• [WHAT IS NEEDED]:
List all lines of the data containing the word "move".

Saved entries
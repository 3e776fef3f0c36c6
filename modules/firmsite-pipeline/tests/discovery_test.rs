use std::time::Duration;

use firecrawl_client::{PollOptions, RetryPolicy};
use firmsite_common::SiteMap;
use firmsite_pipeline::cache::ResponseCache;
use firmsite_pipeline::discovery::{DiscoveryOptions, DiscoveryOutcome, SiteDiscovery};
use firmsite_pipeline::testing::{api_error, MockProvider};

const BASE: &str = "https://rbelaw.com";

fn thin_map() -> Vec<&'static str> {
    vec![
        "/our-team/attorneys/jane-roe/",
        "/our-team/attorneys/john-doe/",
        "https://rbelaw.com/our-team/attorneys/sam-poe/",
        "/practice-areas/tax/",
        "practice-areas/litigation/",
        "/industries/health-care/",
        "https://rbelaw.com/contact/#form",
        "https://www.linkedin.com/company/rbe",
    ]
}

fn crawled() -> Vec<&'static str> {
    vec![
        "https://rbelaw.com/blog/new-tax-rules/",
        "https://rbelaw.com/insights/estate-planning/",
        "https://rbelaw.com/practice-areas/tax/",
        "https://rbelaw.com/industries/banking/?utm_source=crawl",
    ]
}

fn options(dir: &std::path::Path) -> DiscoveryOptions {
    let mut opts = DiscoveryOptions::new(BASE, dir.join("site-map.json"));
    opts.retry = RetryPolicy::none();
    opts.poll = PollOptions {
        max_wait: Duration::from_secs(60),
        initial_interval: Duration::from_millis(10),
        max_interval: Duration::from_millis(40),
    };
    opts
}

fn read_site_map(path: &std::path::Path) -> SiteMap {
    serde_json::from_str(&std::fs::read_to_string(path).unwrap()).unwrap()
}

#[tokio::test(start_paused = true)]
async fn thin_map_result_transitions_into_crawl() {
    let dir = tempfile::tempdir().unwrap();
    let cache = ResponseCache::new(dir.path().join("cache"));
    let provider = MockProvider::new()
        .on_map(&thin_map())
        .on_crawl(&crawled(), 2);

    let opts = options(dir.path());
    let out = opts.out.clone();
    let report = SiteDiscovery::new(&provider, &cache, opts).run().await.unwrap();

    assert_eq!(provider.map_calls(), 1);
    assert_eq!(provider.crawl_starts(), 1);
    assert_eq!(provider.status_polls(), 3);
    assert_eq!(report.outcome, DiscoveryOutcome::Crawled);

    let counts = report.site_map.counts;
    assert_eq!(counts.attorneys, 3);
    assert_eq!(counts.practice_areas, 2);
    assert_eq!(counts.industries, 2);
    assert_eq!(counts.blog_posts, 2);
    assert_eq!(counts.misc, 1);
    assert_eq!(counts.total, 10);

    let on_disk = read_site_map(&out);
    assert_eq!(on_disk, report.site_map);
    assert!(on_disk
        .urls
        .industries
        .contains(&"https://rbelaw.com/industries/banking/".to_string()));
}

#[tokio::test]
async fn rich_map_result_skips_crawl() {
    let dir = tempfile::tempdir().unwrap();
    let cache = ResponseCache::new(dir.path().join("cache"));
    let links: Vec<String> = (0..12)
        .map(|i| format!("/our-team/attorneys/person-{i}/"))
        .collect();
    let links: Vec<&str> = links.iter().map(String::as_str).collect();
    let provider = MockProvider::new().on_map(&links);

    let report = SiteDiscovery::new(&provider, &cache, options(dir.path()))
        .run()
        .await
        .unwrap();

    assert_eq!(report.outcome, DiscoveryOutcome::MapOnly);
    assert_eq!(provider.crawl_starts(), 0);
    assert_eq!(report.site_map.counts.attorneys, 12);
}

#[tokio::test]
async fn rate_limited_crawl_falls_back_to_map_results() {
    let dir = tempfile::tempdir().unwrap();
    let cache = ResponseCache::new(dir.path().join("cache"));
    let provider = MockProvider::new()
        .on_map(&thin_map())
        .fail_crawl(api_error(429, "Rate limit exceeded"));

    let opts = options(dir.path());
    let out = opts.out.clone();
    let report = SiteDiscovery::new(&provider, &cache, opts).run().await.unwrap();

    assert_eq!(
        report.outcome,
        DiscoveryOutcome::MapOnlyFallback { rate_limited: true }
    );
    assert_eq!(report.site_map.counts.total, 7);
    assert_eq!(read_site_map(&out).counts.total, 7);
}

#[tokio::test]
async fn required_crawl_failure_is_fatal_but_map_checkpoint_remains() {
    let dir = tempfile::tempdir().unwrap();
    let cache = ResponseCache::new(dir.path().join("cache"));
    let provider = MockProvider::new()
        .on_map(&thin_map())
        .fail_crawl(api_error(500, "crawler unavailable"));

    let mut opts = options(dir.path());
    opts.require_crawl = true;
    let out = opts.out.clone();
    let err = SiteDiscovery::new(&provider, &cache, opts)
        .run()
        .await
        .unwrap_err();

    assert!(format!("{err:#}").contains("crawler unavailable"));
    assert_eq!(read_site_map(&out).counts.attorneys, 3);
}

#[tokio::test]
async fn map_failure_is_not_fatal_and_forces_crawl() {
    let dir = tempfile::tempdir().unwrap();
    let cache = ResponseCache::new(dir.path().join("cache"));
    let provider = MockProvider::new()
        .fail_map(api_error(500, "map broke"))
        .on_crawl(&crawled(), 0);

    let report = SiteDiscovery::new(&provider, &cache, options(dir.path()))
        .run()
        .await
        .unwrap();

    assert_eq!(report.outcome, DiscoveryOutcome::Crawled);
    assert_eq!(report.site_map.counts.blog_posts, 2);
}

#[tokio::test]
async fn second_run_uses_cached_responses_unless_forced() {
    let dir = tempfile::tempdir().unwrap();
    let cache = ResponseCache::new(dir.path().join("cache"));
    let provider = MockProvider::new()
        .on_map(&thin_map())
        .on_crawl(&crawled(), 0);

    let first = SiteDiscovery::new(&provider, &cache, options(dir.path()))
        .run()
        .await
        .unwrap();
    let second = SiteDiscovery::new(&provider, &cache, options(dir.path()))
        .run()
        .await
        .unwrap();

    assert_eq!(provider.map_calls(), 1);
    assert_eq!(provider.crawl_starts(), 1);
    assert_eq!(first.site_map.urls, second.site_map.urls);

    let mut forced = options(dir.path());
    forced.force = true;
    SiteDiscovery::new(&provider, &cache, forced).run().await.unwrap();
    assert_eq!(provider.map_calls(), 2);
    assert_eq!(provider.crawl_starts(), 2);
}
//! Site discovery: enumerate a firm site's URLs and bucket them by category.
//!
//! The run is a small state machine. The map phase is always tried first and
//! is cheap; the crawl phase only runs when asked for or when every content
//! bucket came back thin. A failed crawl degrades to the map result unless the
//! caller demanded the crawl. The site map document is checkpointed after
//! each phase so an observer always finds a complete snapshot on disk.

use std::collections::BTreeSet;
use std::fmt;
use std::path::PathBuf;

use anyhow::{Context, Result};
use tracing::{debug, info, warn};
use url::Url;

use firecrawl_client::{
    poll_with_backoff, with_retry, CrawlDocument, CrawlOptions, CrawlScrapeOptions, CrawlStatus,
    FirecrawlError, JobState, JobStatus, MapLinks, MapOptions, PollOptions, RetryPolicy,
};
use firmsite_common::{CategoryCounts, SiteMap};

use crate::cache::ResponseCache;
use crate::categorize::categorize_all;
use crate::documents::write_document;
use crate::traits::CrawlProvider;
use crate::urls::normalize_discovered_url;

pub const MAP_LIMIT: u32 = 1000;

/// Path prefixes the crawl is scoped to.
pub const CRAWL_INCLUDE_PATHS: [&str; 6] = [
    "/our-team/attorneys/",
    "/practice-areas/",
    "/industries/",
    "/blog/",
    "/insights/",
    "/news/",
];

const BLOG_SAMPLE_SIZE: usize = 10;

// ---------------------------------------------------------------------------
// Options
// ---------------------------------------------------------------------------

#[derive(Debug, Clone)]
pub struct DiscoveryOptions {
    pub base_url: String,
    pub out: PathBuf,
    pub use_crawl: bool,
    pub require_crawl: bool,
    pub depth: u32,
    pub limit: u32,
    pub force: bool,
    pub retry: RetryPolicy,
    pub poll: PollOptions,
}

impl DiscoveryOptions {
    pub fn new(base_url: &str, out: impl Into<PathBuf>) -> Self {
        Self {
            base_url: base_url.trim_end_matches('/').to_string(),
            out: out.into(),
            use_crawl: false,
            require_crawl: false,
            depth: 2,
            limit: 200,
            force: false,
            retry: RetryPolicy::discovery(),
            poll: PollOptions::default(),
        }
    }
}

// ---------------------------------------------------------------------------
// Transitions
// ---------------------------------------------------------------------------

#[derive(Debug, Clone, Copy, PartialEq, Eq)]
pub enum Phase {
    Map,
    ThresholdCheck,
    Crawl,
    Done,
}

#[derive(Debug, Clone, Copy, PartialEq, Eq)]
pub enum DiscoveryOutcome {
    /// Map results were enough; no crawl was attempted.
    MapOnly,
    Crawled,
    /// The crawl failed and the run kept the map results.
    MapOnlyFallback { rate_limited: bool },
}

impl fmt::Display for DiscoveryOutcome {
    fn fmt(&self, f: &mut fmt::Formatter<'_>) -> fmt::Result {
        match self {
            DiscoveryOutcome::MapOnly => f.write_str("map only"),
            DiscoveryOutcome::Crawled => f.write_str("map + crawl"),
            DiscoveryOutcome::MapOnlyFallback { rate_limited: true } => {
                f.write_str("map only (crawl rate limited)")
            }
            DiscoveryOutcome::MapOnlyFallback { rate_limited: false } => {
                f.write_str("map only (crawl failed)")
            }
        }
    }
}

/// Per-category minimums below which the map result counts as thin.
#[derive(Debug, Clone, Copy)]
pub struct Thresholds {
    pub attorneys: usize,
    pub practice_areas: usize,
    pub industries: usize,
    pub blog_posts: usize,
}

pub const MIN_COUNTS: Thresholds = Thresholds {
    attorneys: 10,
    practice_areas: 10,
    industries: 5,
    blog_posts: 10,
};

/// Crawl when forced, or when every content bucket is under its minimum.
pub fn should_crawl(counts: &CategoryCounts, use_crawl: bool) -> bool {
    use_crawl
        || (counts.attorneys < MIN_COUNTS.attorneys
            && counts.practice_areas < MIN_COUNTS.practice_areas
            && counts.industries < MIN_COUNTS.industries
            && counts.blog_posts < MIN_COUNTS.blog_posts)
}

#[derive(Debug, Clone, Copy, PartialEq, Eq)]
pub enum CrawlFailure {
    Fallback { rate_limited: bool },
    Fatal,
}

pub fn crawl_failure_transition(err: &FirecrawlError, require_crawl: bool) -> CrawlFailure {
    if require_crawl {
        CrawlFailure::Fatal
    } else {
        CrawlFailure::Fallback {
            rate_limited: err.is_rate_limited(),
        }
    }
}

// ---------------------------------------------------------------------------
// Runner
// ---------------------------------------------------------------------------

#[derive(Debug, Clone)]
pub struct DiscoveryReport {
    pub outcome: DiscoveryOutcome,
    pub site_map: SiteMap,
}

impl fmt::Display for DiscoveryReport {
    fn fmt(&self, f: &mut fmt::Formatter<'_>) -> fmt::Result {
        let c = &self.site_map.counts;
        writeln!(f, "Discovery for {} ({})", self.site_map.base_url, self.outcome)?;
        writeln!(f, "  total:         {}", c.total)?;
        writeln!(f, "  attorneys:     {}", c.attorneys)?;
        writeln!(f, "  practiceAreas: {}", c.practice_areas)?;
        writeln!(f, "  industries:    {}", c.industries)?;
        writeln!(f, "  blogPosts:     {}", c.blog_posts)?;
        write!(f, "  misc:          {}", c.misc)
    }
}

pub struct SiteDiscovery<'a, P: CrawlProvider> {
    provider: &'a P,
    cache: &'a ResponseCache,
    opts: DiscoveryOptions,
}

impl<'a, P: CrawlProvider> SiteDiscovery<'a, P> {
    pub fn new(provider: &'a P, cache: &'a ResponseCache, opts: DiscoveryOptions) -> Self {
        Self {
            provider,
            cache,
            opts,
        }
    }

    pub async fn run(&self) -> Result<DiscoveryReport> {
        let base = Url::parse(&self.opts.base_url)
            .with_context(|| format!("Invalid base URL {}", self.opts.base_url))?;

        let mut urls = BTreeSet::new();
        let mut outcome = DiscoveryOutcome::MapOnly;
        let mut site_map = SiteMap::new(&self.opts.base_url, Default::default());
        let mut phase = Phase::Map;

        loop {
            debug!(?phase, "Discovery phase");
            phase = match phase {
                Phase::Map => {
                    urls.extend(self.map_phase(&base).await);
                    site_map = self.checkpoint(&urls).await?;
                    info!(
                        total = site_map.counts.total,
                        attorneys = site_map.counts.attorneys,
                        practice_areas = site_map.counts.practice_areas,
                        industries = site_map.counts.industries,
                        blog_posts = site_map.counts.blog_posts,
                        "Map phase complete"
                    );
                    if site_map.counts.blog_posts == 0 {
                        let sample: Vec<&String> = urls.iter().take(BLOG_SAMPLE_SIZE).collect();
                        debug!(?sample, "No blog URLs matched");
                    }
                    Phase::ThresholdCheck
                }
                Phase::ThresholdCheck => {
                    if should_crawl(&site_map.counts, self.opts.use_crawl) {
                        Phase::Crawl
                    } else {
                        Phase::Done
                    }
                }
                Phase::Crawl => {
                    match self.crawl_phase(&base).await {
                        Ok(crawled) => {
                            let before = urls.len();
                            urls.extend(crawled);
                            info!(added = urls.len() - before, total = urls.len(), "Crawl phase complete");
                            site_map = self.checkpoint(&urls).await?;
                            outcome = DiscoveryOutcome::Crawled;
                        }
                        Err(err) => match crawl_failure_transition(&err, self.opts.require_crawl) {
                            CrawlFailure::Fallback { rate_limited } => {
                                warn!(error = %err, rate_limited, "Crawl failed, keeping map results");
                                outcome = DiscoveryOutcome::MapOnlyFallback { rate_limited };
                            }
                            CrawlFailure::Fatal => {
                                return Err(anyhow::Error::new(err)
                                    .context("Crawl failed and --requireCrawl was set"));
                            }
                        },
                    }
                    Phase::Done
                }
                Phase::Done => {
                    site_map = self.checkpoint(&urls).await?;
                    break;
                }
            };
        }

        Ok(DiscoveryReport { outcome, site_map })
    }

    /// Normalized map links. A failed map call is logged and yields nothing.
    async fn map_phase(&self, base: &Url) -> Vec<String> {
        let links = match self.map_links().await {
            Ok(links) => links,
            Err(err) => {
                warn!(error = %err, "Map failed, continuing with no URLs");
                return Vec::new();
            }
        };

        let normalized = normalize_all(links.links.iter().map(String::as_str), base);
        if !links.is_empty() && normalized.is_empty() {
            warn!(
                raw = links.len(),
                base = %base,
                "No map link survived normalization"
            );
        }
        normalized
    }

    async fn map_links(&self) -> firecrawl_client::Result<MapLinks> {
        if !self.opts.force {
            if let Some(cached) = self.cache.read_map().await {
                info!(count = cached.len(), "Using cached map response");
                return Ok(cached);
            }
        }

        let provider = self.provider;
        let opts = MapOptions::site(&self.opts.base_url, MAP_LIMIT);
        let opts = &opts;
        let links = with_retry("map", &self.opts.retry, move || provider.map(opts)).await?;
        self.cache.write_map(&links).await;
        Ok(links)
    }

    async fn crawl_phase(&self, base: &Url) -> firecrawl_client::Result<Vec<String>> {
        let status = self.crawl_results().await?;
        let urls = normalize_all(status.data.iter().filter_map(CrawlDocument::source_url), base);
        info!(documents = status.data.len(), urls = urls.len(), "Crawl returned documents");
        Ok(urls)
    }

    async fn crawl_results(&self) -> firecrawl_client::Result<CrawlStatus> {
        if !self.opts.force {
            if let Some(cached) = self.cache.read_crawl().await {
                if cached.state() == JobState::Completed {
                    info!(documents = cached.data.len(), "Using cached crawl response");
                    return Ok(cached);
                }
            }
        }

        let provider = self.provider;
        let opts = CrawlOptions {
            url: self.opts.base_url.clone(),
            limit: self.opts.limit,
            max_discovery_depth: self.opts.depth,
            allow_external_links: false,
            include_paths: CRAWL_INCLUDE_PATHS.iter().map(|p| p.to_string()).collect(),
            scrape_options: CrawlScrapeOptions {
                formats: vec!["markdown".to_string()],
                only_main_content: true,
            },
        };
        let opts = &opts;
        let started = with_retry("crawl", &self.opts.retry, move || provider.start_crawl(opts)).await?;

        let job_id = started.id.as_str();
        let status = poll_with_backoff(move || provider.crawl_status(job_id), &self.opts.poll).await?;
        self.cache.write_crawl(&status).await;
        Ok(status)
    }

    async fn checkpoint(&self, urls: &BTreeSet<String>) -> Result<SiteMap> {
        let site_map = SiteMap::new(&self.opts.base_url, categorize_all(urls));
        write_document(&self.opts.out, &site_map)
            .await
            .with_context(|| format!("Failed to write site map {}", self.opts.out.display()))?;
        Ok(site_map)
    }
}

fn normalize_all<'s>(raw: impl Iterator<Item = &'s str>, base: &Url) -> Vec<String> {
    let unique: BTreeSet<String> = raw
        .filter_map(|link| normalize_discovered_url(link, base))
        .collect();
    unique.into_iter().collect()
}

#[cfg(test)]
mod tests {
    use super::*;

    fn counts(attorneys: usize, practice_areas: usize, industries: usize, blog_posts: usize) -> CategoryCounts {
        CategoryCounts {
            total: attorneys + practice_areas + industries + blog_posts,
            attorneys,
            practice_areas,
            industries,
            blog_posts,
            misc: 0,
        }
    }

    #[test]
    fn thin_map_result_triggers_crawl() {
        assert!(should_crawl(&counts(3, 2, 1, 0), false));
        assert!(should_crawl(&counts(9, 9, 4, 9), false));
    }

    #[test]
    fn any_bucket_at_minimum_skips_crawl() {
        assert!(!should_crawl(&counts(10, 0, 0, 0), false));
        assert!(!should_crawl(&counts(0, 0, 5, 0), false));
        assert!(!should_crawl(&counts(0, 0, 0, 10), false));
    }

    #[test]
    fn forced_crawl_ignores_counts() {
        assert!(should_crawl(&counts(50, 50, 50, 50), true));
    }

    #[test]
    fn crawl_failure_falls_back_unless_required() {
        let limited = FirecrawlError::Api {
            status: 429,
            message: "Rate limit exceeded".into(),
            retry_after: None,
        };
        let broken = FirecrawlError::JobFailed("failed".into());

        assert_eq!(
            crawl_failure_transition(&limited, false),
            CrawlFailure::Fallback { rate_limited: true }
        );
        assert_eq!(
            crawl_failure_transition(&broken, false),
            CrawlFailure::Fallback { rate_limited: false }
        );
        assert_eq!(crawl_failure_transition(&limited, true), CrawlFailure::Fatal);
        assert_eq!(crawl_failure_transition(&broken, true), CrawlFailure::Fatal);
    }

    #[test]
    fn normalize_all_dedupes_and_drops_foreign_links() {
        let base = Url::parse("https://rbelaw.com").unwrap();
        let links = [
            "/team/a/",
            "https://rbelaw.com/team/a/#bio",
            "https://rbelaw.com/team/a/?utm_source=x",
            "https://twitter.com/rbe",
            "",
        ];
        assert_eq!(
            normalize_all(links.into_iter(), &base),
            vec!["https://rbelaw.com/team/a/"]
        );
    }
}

--

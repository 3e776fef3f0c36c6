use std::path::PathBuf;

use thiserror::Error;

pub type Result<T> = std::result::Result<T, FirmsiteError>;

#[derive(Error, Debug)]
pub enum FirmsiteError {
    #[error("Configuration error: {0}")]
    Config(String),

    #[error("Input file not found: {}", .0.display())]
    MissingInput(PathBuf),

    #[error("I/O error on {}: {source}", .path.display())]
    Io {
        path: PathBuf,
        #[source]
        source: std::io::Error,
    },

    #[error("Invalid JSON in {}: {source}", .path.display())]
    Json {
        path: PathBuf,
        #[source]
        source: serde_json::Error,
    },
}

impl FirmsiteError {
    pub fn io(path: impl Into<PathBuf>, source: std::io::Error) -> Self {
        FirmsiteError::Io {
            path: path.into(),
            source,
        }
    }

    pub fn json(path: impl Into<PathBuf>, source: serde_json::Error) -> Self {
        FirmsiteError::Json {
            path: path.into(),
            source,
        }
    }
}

• [WRITTEN REPLY]:
        let links = with_retry("map", &self.opts.retry, move || provider.map(opts)).await?;
        let started = with_retry("crawl", &self.opts.retry, move || provider.start_crawl(opts)).await?;
        let status = poll_with_backoff(move || provider.crawl_status(job_id), &self.opts.poll).await?;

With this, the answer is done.